### WORK REQUIRED
Two lines below mark the span: the one containing "use std::fmt;" and the one containing "pub fn generate()". Set down both, plus every line between, exactly as they stand, and nothing else.
%%
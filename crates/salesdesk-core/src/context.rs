//! Request identity and HTTP method.

use std::collections::HashMap;
use std::fmt;
use std::str::FromStr;
use std::sync::atomic::{AtomicU64, Ordering};

use serde::{Deserialize, Serialize};

/// Unique request identifier for tracing.
#[derive(Debug, Clone, PartialEq, Eq, Hash, Serialize, Deserialize)]
pub struct RequestId(pub String);

impl RequestId {
    /// Generate a new request ID.
    pub fn generate() -> Self {
        static COUNTER: AtomicU64 = AtomicU64::new(0);

        let nanos = std::time::SystemTime::now()
            .duration_since(std::time::UNIX_EPOCH)
            .unwrap_or_default()
            .as_nanos();
        let seq = COUNTER.fetch_add(1, Ordering::Relaxed);

        Self(format!("{:x}-{:x}", nanos, seq))
    }

    /// Create from an existing ID string.
    pub fn from_string(id: impl Into<String>) -> Self {
        Self(id.into())
    }

    /// Get the ID as a string slice.
    pub fn as_str(&self) -> &str {
        &self.0
    }
}

impl fmt::Display for RequestId {
    fn fmt(&self, f: &mut fmt::Formatter<'_>) -> fmt::Result {
        write!(f, "{}", self.0)
    }
}

/// HTTP headers.
pub type Headers = HashMap<String, String>;

/// HTTP method.
#[derive(Debug, Clone, Copy, PartialEq, Eq, Hash, Serialize, Deserialize)]
#[serde(rename_all = "UPPERCASE")]
pub enum Method {
    Get,
    Post,
    Put,
    Patch,
    Delete,
    Head,
    Options,
}

impl Method {
    /// Convert to HTTP method string.
    pub fn as_str(&self) -> &'static str {
        match self {
            Method::Get => "GET",
            Method::Post => "POST",
            Method::Put => "PUT",
            Method::Patch => "PATCH",
            Method::Delete => "DELETE",
            Method::Head => "HEAD",
            Method::Options => "OPTIONS",
        }
    }
}

impl fmt::Display for Method {
    fn fmt(&self, f: &mut fmt::Formatter<'_>) -> fmt::Result {
        f.write_str(self.as_str())
    }
}

/// Error returned when parsing an unknown HTTP method.
#[derive(Debug, Clone, PartialEq, Eq, thiserror::Error)]
#[error("unknown HTTP method: {0}")]
pub struct ParseMethodError(pub String);

impl FromStr for Method {
    type Err = ParseMethodError;

    fn from_str(s: &str) -> Result<Self, Self::Err> {
        match s.to_ascii_uppercase().as_str() {
            "GET" => Ok(Method::Get),
            "POST" => Ok(Method::Post),
            "PUT" => Ok(Method::Put),
            "PATCH" => Ok(Method::Patch),
            "DELETE" => Ok(Method::Delete),
            "HEAD" => Ok(Method::Head),
            "OPTIONS" => Ok(Method::Options),
            _ => Err(ParseMethodError(s.to_string())),
        }
    }
}

#[cfg(test)]
mod tests {
    use super::*;

    #[test]
    fn test_request_id_generate_unique() {
        let a = RequestId::generate();
        let b = RequestId::generate();
        assert_ne!(a, b);
    }

    #[test]
    fn test_request_id_display() {
        let id = RequestId::from_string("req-1");
        assert_eq!(id.to_string(), "req-1");
        assert_eq!(id.as_str(), "req-1");
    }

    #[test]
    fn test_method_parse_case_insensitive() {
        assert_eq!("get".parse::<Method>(), Ok(Method::Get));
        assert_eq!("Post".parse::<Method>(), Ok(Method::Post));
        assert_eq!("DELETE".parse::<Method>(), Ok(Method::Delete));
    }

    #[test]
    fn test_method_parse_unknown() {
        let err = "FETCH".parse::<Method>().unwrap_err();
        assert_eq!(err, ParseMethodError("FETCH".to_string()));
    }

    #[test]
    fn test_method_serde_uppercase() {
        let json = serde_json::to_string(&Method::Patch).unwrap();
        assert_eq!(json, r#""PATCH""#);
        let back: Method = serde_json::from_str(r#""GET""#).unwrap();
        assert_eq!(back, Method::Get);
    }
}
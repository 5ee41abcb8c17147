//! Access token management: login, logout, whoami.

use anyhow::{bail, Context as _, Result};
use base64::{engine::general_purpose::URL_SAFE_NO_PAD, Engine};
use dialoguer::{Input, Password};
use salesdesk_data::{ApiClient, HttpTransport};
use serde::Deserialize;

use super::LoginArgs;
use crate::context::Context;

#[derive(Deserialize)]
struct LoginReply {
    token: Option<String>,
    message: Option<String>,
}

/// Run the login command.
pub async fn run_login(args: LoginArgs, ctx: &Context) -> Result<()> {
    let store = ctx.token_store();

    let token = match args.token {
        Some(token) => token,
        None => exchange_credentials(args.email, ctx).await?,
    };

    store
        .set(&token)
        .with_context(|| format!("Failed to save token to {}", store.path().display()))?;

    ctx.output.success("Logged in");
    ctx.output.kv("Token file", &store.path().display().to_string());
    Ok(())
}

// Sent over a bare transport: the login exchange never touches the cache.
async fn exchange_credentials(email: Option<String>, ctx: &Context) -> Result<String> {
    let email = match email {
        Some(email) => email,
        None => Input::<String>::new().with_prompt("Email").interact_text()?,
    };
    let password = Password::new().with_prompt("Password").interact()?;

    let client = ApiClient::from_config(HttpTransport::new()?, &ctx.config.api);
    let spinner = ctx.output.spinner("Signing in");
    let response = client
        .post_json("/login", &serde_json::json!({ "email": email, "password": password }))
        .await;
    spinner.finish_and_clear();

    let response = response.context("Login request failed")?;
    let reply: LoginReply = response
        .json()
        .with_context(|| format!("Unexpected login response (HTTP {})", response.status))?;

    match reply.token {
        Some(token) if response.is_success() => Ok(token),
        _ => bail!(
            "Login failed: {}",
            reply
                .message
                .unwrap_or_else(|| format!("HTTP {}", response.status))
        ),
    }
}

/// Run the logout command.
pub async fn run_logout(ctx: &Context) -> Result<()> {
    let store = ctx.token_store();
    if !store.is_authenticated() {
        ctx.output.info("Not logged in");
        return Ok(());
    }
    store.remove().context("Failed to remove token")?;
    ctx.output.success("Logged out");
    Ok(())
}

/// Run the whoami command.
pub async fn run_whoami(ctx: &Context) -> Result<()> {
    let store = ctx.token_store();
    let Some(token) = store.get() else {
        if ctx.output.is_json() {
            ctx.output.json(&serde_json::json!({ "authenticated": false }));
            return Ok(());
        }
        bail!("Not logged in. Run `salesdesk login` first.");
    };

    let claims = token_claims(&token);

    if ctx.output.is_json() {
        ctx.output.json(&serde_json::json!({
            "authenticated": true,
            "token_file": store.path(),
            "claims": claims,
        }));
        return Ok(());
    }

    ctx.output.success("Logged in");
    ctx.output.kv("Token", &mask(&token));
    ctx.output.kv("Token file", &store.path().display().to_string());
    match claims {
        Some(serde_json::Value::Object(map)) => {
            for (name, value) in map {
                let value = match value {
                    serde_json::Value::String(s) => s,
                    other => other.to_string(),
                };
                ctx.output.list_item(&format!("{}: {}", name, value));
            }
        }
        _ => ctx.output.debug("Token is not a JWT; no claims to show"),
    }
    Ok(())
}

/// Decode the payload of a JWT without verifying it.
fn token_claims(token: &str) -> Option<serde_json::Value> {
    let payload = token.split('.').nth(1)?;
    let bytes = URL_SAFE_NO_PAD.decode(payload.trim_end_matches('=')).ok()?;
    serde_json::from_slice(&bytes).ok()
}

fn mask(token: &str) -> String {
    let chars: Vec<char> = token.chars().collect();
    if chars.len() <= 8 {
        return "*".repeat(chars.len());
    }
    let head: String = chars[..4].iter().collect();
    let tail: String = chars[chars.len() - 4..].iter().collect();
    format!("{}…{}", head, tail)
}
//! Sale line items.

use std::str::FromStr;

use serde::{Deserialize, Serialize};

use crate::error::CommerceError;
use crate::ids::ProductId;

/// One product line of a sale.
///
/// Serialized with the backend's field names (`product`, `quantity`).
#[derive(Debug, Clone, PartialEq, Eq, Serialize, Deserialize)]
pub struct LineItem {
    /// Product being sold.
    #[serde(rename = "product")]
    pub product_id: ProductId,
    /// Units sold.
    pub quantity: i64,
}

impl LineItem {
    /// Create a line item. Quantities below 1 are rejected.
    pub fn new(product_id: impl Into<ProductId>, quantity: i64) -> Result<Self, CommerceError> {
        if quantity < 1 {
            return Err(CommerceError::InvalidQuantity(quantity));
        }
        Ok(Self {
            product_id: product_id.into(),
            quantity,
        })
    }
}

/// Parses `PRODUCT_ID:QUANTITY`, e.g. `65f1c0a2:3`.
impl FromStr for LineItem {
    type Err = CommerceError;

    fn from_str(s: &str) -> Result<Self, Self::Err> {
        let (id, qty) = s
            .rsplit_once(':')
            .ok_or_else(|| CommerceError::InvalidLineItem(s.to_string()))?;
        let id = id.trim();
        if id.is_empty() {
            return Err(CommerceError::InvalidLineItem(s.to_string()));
        }
        let quantity: i64 = qty
            .trim()
            .parse()
            .map_err(|_| CommerceError::InvalidLineItem(s.to_string()))?;
        LineItem::new(id, quantity)
    }
}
%%
### TASK ANSWER
use std::fmt;
use std::str::FromStr;
use std::sync::atomic::{AtomicU64, Ordering};

use serde::{Deserialize, Serialize};

/// Unique request identifier for tracing.
#[derive(Debug, Clone, PartialEq, Eq, Hash, Serialize, Deserialize)]
pub struct RequestId(pub String);

impl RequestId {
    /// Generate a new request ID.
    pub fn generate() -> Self {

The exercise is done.